> **Instructions to follow**: Scan the records beneath this line for the line holding "pub enum NoticeLevel" and the line holding "pub fn success(content: impl", then transcribe exactly those two and all lines between.

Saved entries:

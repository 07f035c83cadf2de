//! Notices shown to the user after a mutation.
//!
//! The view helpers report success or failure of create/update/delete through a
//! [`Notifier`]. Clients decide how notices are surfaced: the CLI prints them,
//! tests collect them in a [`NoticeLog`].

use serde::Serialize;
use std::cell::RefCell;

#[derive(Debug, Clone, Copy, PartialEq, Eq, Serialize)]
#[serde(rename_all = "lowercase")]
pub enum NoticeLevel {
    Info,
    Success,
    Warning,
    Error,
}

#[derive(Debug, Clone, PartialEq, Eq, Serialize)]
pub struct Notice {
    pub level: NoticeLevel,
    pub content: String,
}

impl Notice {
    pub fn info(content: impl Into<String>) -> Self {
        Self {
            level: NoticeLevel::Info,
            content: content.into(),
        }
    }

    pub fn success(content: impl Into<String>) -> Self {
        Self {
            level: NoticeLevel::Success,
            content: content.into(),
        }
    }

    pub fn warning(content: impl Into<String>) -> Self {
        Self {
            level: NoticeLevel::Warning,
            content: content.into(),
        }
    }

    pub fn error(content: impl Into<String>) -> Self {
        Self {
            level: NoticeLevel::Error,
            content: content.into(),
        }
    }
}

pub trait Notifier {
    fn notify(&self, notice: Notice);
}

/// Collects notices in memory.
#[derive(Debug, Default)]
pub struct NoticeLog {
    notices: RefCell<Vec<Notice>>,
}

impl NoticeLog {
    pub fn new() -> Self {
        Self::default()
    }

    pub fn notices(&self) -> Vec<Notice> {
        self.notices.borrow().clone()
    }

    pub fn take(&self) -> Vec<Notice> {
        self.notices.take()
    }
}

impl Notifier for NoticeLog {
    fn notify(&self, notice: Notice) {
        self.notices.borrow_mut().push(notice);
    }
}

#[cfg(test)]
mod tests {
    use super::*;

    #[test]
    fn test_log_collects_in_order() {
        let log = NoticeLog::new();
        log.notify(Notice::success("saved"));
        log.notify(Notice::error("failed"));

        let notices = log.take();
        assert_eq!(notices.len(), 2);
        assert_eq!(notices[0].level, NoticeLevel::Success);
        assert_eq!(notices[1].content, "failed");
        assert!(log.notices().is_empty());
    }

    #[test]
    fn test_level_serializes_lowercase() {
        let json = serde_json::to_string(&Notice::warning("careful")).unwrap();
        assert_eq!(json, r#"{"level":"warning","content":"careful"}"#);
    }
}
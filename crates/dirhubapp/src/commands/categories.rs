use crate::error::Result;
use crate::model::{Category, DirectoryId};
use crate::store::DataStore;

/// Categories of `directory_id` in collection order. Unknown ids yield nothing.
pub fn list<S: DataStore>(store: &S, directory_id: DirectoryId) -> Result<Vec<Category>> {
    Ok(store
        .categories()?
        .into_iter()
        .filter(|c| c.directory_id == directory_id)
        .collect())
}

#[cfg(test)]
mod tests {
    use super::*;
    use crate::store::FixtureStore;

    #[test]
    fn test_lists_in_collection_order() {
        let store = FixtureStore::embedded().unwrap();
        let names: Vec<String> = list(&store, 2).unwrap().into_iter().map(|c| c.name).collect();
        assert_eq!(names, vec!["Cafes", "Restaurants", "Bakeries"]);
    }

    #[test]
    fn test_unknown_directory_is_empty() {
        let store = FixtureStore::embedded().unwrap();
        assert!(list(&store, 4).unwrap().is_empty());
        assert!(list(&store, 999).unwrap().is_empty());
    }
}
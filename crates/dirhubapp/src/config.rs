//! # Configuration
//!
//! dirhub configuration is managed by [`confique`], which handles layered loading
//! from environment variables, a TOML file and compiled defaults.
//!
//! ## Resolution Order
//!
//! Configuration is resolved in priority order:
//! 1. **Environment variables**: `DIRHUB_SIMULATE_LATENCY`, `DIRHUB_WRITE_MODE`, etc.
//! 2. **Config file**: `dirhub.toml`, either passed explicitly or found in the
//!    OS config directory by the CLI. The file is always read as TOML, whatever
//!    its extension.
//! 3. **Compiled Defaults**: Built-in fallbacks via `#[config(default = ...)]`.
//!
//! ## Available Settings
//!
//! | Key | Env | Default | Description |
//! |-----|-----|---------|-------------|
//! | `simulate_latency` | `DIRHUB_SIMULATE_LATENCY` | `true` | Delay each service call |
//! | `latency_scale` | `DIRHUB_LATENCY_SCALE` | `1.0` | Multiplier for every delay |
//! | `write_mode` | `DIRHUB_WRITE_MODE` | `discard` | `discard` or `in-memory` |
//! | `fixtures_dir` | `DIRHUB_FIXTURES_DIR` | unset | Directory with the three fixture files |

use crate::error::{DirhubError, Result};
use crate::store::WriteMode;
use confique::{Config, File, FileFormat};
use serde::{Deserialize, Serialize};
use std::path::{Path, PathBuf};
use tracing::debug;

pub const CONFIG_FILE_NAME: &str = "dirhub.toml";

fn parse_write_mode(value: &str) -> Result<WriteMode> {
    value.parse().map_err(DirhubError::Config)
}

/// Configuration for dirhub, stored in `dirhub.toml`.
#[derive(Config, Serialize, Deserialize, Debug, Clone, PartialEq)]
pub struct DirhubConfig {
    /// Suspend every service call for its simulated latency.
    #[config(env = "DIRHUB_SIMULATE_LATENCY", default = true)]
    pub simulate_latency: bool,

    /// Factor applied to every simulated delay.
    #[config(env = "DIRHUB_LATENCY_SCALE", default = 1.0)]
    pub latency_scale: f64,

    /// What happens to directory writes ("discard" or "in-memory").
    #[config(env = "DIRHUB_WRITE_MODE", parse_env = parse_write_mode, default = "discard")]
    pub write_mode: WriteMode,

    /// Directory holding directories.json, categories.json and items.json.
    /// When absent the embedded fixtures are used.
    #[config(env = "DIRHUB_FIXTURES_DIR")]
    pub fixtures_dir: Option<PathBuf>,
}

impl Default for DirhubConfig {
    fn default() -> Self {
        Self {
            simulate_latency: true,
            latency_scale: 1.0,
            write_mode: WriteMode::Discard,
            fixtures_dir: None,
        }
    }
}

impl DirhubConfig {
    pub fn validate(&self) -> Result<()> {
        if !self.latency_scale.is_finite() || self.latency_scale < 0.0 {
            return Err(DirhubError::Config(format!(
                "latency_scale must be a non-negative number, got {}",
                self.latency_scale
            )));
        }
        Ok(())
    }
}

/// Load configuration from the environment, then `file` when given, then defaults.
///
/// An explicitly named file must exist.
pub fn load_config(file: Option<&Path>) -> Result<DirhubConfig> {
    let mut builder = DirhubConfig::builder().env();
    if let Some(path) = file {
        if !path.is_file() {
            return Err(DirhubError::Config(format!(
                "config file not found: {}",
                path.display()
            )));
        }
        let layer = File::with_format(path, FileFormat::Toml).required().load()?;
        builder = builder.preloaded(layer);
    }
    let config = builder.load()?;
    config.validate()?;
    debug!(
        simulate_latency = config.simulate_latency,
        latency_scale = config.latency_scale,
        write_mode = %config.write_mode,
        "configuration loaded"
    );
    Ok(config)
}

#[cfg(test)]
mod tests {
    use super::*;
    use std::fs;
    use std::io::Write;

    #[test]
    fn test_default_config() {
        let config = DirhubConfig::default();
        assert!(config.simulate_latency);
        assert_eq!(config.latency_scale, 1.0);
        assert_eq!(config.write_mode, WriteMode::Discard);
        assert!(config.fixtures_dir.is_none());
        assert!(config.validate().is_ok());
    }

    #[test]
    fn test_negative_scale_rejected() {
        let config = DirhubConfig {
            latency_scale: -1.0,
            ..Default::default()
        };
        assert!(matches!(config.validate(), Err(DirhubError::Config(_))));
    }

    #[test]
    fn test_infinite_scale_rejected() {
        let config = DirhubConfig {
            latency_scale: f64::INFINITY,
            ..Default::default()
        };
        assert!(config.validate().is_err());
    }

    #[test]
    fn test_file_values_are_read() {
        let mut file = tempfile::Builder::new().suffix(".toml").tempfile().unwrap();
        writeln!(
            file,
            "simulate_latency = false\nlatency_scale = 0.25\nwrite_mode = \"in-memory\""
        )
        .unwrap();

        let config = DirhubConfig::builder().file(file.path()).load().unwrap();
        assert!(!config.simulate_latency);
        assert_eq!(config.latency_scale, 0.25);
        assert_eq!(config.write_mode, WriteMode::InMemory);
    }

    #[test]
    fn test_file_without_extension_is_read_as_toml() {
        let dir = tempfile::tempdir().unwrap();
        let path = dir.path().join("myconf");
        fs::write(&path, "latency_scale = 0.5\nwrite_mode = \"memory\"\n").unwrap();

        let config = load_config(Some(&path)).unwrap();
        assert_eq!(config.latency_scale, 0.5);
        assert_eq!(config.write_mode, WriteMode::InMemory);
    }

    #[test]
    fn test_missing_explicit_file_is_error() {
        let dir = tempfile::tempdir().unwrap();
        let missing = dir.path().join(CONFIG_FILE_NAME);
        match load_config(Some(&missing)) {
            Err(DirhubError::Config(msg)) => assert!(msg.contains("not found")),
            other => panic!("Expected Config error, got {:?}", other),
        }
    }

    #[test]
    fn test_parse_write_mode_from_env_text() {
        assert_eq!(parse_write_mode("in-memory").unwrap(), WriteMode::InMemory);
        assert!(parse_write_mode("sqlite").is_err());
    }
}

> **Result for this exercise**:
pub enum NoticeLevel {
    Info,
    Success,
    Warning,
    Error,
}

#[derive(Debug, Clone, PartialEq, Eq, Serialize)]
pub struct Notice {
    pub level: NoticeLevel,
    pub content: String,
}

impl Notice {
    pub fn info(content: impl Into<String>) -> Self {
        Self {
            level: NoticeLevel::Info,
            content: content.into(),
        }
    }

    pub fn success(content: impl Into<String>) -> Self {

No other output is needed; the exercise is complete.